From the entries below, gather every line containing the string "MemoryBus".

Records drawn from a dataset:
+++
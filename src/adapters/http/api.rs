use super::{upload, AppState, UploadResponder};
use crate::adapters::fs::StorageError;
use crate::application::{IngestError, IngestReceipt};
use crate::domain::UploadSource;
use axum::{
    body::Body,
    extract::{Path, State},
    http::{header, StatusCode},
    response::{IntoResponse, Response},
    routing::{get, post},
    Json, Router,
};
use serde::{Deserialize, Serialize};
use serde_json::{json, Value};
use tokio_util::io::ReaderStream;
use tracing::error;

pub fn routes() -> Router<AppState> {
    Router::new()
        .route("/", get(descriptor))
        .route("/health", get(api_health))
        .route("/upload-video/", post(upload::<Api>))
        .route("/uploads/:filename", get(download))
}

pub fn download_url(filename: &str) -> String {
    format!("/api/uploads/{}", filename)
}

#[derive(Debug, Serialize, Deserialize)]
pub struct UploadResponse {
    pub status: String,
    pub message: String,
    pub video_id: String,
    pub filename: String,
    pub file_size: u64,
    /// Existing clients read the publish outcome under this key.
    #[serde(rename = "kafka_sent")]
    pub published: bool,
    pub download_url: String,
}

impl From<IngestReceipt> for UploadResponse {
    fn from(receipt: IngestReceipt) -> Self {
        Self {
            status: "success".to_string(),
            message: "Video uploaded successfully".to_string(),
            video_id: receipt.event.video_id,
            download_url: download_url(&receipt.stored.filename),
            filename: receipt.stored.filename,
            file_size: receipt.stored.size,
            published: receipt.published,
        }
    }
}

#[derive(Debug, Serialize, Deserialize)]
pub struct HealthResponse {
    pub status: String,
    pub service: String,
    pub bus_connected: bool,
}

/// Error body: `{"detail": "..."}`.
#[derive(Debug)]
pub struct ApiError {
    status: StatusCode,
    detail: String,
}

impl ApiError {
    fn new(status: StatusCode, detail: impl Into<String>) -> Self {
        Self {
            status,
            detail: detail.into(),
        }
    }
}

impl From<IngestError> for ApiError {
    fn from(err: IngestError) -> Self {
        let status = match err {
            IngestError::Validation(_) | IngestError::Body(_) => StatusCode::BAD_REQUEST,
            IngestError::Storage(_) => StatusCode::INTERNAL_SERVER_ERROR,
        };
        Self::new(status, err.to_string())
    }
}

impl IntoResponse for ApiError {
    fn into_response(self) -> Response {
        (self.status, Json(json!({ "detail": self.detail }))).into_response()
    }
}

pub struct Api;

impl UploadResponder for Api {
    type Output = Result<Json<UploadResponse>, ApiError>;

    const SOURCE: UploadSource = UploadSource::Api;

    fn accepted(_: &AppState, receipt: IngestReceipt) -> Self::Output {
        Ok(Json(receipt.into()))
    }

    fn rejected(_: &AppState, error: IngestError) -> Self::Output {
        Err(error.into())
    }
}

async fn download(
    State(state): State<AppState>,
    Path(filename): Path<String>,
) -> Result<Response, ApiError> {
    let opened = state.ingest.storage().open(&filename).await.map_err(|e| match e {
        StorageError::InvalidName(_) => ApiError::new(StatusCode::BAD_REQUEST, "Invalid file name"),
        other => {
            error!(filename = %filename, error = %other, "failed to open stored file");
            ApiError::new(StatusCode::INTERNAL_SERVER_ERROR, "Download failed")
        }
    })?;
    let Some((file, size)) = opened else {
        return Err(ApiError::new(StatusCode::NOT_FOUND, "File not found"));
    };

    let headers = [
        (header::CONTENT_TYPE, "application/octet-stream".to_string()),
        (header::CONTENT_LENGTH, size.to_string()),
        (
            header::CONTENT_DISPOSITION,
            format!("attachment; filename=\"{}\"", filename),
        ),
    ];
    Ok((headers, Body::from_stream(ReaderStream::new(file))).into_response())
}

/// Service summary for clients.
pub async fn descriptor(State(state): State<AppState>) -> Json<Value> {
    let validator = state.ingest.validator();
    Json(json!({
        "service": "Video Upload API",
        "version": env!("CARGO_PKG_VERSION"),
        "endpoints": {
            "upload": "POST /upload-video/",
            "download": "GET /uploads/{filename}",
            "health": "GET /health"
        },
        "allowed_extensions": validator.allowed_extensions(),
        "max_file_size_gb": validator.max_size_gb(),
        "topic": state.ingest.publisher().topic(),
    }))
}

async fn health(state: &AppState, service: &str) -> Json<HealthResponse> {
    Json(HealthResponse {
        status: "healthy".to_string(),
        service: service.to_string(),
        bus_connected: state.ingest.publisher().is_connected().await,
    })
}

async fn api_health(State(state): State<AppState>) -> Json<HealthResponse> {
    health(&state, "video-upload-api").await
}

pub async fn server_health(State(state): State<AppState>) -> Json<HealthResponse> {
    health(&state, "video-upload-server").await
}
+++
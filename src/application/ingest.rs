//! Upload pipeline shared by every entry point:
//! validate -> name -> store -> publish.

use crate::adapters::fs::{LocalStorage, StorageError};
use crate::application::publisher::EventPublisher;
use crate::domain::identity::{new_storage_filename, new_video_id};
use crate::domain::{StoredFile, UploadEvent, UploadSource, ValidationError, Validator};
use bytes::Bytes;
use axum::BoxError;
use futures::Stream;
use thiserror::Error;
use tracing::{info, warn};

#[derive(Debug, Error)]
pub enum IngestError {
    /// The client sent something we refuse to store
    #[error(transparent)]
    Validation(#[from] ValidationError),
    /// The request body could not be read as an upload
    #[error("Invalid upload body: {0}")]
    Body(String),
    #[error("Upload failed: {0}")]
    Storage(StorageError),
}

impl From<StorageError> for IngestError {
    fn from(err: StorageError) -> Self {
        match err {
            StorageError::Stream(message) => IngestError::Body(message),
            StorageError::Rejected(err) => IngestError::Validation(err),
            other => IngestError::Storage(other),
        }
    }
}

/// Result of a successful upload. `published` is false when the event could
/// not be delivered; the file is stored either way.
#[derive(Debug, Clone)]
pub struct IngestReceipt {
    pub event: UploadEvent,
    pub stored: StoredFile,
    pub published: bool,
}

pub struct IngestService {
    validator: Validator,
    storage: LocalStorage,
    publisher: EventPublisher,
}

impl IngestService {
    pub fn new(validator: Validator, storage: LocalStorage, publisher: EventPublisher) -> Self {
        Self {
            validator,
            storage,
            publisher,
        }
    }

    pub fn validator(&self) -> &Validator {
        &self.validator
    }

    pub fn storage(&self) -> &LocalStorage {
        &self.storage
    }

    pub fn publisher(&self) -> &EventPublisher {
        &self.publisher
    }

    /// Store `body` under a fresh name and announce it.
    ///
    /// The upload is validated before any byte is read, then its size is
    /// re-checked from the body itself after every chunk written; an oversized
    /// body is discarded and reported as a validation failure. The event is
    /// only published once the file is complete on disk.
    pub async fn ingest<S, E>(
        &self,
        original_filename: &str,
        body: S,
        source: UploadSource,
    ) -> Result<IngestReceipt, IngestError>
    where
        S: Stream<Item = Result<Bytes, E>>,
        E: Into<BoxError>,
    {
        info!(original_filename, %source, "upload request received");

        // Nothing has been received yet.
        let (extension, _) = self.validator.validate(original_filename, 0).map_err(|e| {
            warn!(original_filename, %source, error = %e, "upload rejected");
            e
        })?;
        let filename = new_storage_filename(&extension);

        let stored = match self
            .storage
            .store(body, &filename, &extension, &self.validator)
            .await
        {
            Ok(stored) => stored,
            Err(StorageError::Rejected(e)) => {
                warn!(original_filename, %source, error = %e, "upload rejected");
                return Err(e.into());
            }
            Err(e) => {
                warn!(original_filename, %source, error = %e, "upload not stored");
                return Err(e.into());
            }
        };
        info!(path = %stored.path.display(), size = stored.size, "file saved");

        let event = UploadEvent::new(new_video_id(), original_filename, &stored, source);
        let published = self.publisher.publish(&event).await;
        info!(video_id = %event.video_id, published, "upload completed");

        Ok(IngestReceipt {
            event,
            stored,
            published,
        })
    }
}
+++
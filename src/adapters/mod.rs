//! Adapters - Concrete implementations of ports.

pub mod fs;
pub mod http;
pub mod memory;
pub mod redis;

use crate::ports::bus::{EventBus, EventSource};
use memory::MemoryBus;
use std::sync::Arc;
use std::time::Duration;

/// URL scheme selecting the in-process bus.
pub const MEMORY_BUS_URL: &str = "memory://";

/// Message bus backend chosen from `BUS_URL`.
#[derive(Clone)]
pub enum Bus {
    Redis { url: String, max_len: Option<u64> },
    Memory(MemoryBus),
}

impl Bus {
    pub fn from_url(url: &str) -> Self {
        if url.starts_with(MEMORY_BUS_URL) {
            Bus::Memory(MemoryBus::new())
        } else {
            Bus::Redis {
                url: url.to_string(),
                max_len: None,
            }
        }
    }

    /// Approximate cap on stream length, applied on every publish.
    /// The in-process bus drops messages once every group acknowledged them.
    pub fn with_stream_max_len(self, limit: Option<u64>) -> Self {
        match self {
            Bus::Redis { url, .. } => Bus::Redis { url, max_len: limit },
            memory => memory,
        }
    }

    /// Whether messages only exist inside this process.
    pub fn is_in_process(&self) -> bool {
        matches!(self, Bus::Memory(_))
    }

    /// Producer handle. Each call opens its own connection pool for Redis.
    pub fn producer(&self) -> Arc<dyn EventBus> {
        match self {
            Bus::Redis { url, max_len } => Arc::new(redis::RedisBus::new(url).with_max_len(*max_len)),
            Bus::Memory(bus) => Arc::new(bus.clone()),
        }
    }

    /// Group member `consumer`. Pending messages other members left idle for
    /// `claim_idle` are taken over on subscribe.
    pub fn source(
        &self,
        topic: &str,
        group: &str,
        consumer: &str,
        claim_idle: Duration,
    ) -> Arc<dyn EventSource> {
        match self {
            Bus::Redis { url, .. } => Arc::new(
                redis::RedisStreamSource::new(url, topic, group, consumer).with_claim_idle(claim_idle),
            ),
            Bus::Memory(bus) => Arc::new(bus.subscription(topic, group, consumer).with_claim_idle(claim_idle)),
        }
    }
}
+++
RESULT OF THIS TASK:
use memory::MemoryBus;
    Memory(MemoryBus),
            Bus::Memory(MemoryBus::new())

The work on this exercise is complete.